■ TO DO: Read through the lines below for the string "const" and copy each one that has it.

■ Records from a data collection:
▬▬▬

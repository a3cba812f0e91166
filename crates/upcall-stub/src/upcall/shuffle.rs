use std::collections::HashSet;
use std::fmt;

use super::emitter::{StubEmitter, frame_offset};
use crate::abi::{
    CallingConvention, Location, RegKind, Register, STACK_ARG_SIZE, STACK_SLOT_SIZE, StackArea,
};
use crate::masm::Instruction;
use crate::{Error, Result};

/// One value copy from `src` to `dst`.
#[derive(Debug, Clone, Copy, PartialEq, Eq, Hash)]
pub struct Move {
    pub src: Location,
    pub dst: Location,
}

impl fmt::Display for Move {
    fn fmt(&self, f: &mut fmt::Formatter<'_>) -> fmt::Result {
        write!(f, "{} -> {}", self.src, self.dst)
    }
}

/// Where the stack areas live once the frame is set up.
#[derive(Debug, Clone, Copy)]
pub struct MoveContext {
    pub frame_pointer: Register,
    pub stack_pointer: Register,
    /// Distance from the frame pointer to the first incoming stack argument.
    pub incoming_base: usize,
    /// Temporary for stack-to-stack copies. Must not be a source or destination.
    pub temp: Register,
}

impl MoveContext {
    fn address(&self, loc: Location) -> Result<(u8, i32)> {
        match loc {
            Location::Stack {
                area: StackArea::Incoming,
                offset,
            } => {
                let base = frame_offset(self.incoming_base)?;
                Ok((self.frame_pointer.index(), base + offset))
            }
            Location::Stack {
                area: StackArea::Outgoing,
                offset,
            } => Ok((self.stack_pointer.index(), offset)),
            Location::Reg(reg) => Err(Error::Internal(format!(
                "register {reg} has no stack address"
            ))),
        }
    }
}

/// Relocates native argument locations to runtime argument locations.
///
/// Moves are ordered so no pending source is overwritten; cycles are broken
/// by parking one value in the scratch register.
#[derive(Debug, Clone, PartialEq, Eq)]
pub struct ArgumentShuffle {
    mapping: Vec<Move>,
    moves: Vec<Move>,
    out_arg_stack_slots: usize,
    scratch: Register,
}

impl ArgumentShuffle {
    /// Pair native argument `i` with runtime argument `i + 1`. Runtime slot 0
    /// is the receiver and is not produced by the shuffle.
    pub fn new(
        native: &CallingConvention,
        runtime: &CallingConvention,
        scratch: Register,
    ) -> Result<Self> {
        let runtime_args = runtime.split_first().map(|(_, rest)| rest).unwrap_or_default();
        if runtime_args.len() != native.len() {
            return Err(Error::SignatureMismatch {
                native: native.len(),
                runtime: runtime_args.len(),
            });
        }
        Self::from_pairs(native.locations().zip(runtime_args.locations()), scratch)
    }

    /// Plan moves for explicit `(source, destination)` pairs.
    pub fn from_pairs(
        pairs: impl IntoIterator<Item = (Location, Location)>,
        scratch: Register,
    ) -> Result<Self> {
        let mapping: Vec<Move> = pairs
            .into_iter()
            .map(|(src, dst)| Move { src, dst })
            .collect();

        let scratch_loc = Location::Reg(scratch);
        let mut sources = HashSet::new();
        let mut destinations = HashSet::new();
        for mv in &mapping {
            if mv.src == scratch_loc || mv.dst == scratch_loc {
                return Err(Error::ShuffleConflict(format!(
                    "scratch register {scratch} used by move {mv}"
                )));
            }
            if let Location::Stack {
                area: StackArea::Incoming,
                ..
            } = mv.dst
            {
                return Err(Error::ShuffleConflict(format!(
                    "move {mv} writes into the caller's argument area"
                )));
            }
            if !destinations.insert(mv.dst) {
                return Err(Error::ShuffleConflict(format!(
                    "destination {} written twice",
                    mv.dst
                )));
            }
            if !sources.insert(mv.src) {
                return Err(Error::ShuffleConflict(format!(
                    "source {} read by two arguments",
                    mv.src
                )));
            }
        }

        let out_arg_stack_slots = mapping
            .iter()
            .filter_map(|mv| match mv.dst {
                Location::Stack {
                    area: StackArea::Outgoing,
                    offset,
                } => usize::try_from(offset).ok(),
                _ => None,
            })
            .map(|offset| (offset + STACK_ARG_SIZE) / STACK_SLOT_SIZE)
            .max()
            .unwrap_or(0);

        let pending = mapping.iter().copied().filter(|mv| mv.src != mv.dst).collect();
        let moves = resolve_parallel_moves(pending, scratch);

        Ok(Self {
            mapping,
            moves,
            out_arg_stack_slots,
            scratch,
        })
    }

    /// Per-argument source/destination pairs, identity pairs included.
    #[must_use]
    pub fn mapping(&self) -> &[Move] {
        &self.mapping
    }

    /// Sequential moves that realize the mapping.
    #[must_use]
    pub fn moves(&self) -> &[Move] {
        &self.moves
    }

    /// Outgoing stack space needed, in 4-byte slots.
    #[must_use]
    pub const fn out_arg_stack_slots(&self) -> usize {
        self.out_arg_stack_slots
    }

    #[must_use]
    pub const fn scratch(&self) -> Register {
        self.scratch
    }

    pub fn generate(&self, e: &mut StubEmitter, ctx: &MoveContext) -> Result<()> {
        for &mv in &self.moves {
            lower_move(e, mv, ctx)?;
        }
        Ok(())
    }
}

impl fmt::Display for ArgumentShuffle {
    fn fmt(&self, f: &mut fmt::Formatter<'_>) -> fmt::Result {
        writeln!(
            f,
            "argument shuffle (scratch {}, {} out arg slots)",
            self.scratch, self.out_arg_stack_slots
        )?;
        writeln!(f, "  mapping:")?;
        for (i, mv) in self.mapping.iter().enumerate() {
            writeln!(f, "    {i}: {mv}")?;
        }
        writeln!(f, "  moves:")?;
        for mv in &self.moves {
            writeln!(f, "    {mv}")?;
        }
        Ok(())
    }
}

/// Sequentialize a parallel copy with unique sources and destinations.
///
/// A move is safe once no pending move still reads its destination. When no
/// move is safe, every pending move sits on a cycle; park one source in
/// `scratch` and let its destination read from there. The cycle then drains
/// before the scratch is needed again.
fn resolve_parallel_moves(mut pending: Vec<Move>, scratch: Register) -> Vec<Move> {
    let scratch = Location::Reg(scratch);
    let mut resolved = Vec::with_capacity(pending.len() + 1);
    let mut scratch_busy = false;

    while !pending.is_empty() {
        let safe = pending
            .iter()
            .position(|mv| !pending.iter().any(|other| other.src == mv.dst));
        if let Some(i) = safe {
            let mv = pending.remove(i);
            if mv.src == scratch {
                scratch_busy = false;
            }
            resolved.push(mv);
        } else {
            debug_assert!(!scratch_busy, "shuffle scratch reused before its cycle drained");
            let parked = &mut pending[0];
            resolved.push(Move {
                src: parked.src,
                dst: scratch,
            });
            parked.src = scratch;
            scratch_busy = true;
        }
    }
    resolved
}

fn lower_move(e: &mut StubEmitter, mv: Move, ctx: &MoveContext) -> Result<()> {
    match (mv.src, mv.dst) {
        (Location::Reg(src), Location::Reg(dst)) => {
            let (d, s) = (dst.index(), src.index());
            e.emit(match (src.kind(), dst.kind()) {
                (RegKind::Gp, RegKind::Gp) => Instruction::MoveReg { dst: d, src: s },
                (RegKind::Fp, RegKind::Fp) => Instruction::MoveFp { dst: d, src: s },
                (RegKind::Gp, RegKind::Fp) => Instruction::MoveGpToFp { dst: d, src: s },
                (RegKind::Fp, RegKind::Gp) => Instruction::MoveFpToGp { dst: d, src: s },
            });
        }
        (Location::Reg(src), dst @ Location::Stack { .. }) => {
            let (base, offset) = ctx.address(dst)?;
            e.emit(store(src, base, offset));
        }
        (src @ Location::Stack { .. }, Location::Reg(dst)) => {
            let (base, offset) = ctx.address(src)?;
            e.emit(load(dst, base, offset));
        }
        (src @ Location::Stack { .. }, dst @ Location::Stack { .. }) => {
            let (src_base, src_offset) = ctx.address(src)?;
            let (dst_base, dst_offset) = ctx.address(dst)?;
            e.emit(load(ctx.temp, src_base, src_offset));
            e.emit(store(ctx.temp, dst_base, dst_offset));
        }
    }
    Ok(())
}

/// Stack-passed floating values occupy the low 64 bits of a vector register.
fn store(src: Register, base: u8, offset: i32) -> Instruction {
    match src.kind() {
        RegKind::Gp => Instruction::StoreIndU64 {
            base,
            src: src.index(),
            offset,
        },
        RegKind::Fp => Instruction::StoreIndF64 {
            base,
            src: src.index(),
            offset,
        },
    }
}

fn load(dst: Register, base: u8, offset: i32) -> Instruction {
    match dst.kind() {
        RegKind::Gp => Instruction::LoadIndU64 {
            dst: dst.index(),
            base,
            offset,
        },
        RegKind::Fp => Instruction::LoadIndF64 {
            dst: dst.index(),
            base,
            offset,
        },
    }
}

▬▬▬

■ RESPONSE AREA:
    pub const fn out_arg_stack_slots(&self) -> usize {
    pub const fn scratch(&self) -> Register {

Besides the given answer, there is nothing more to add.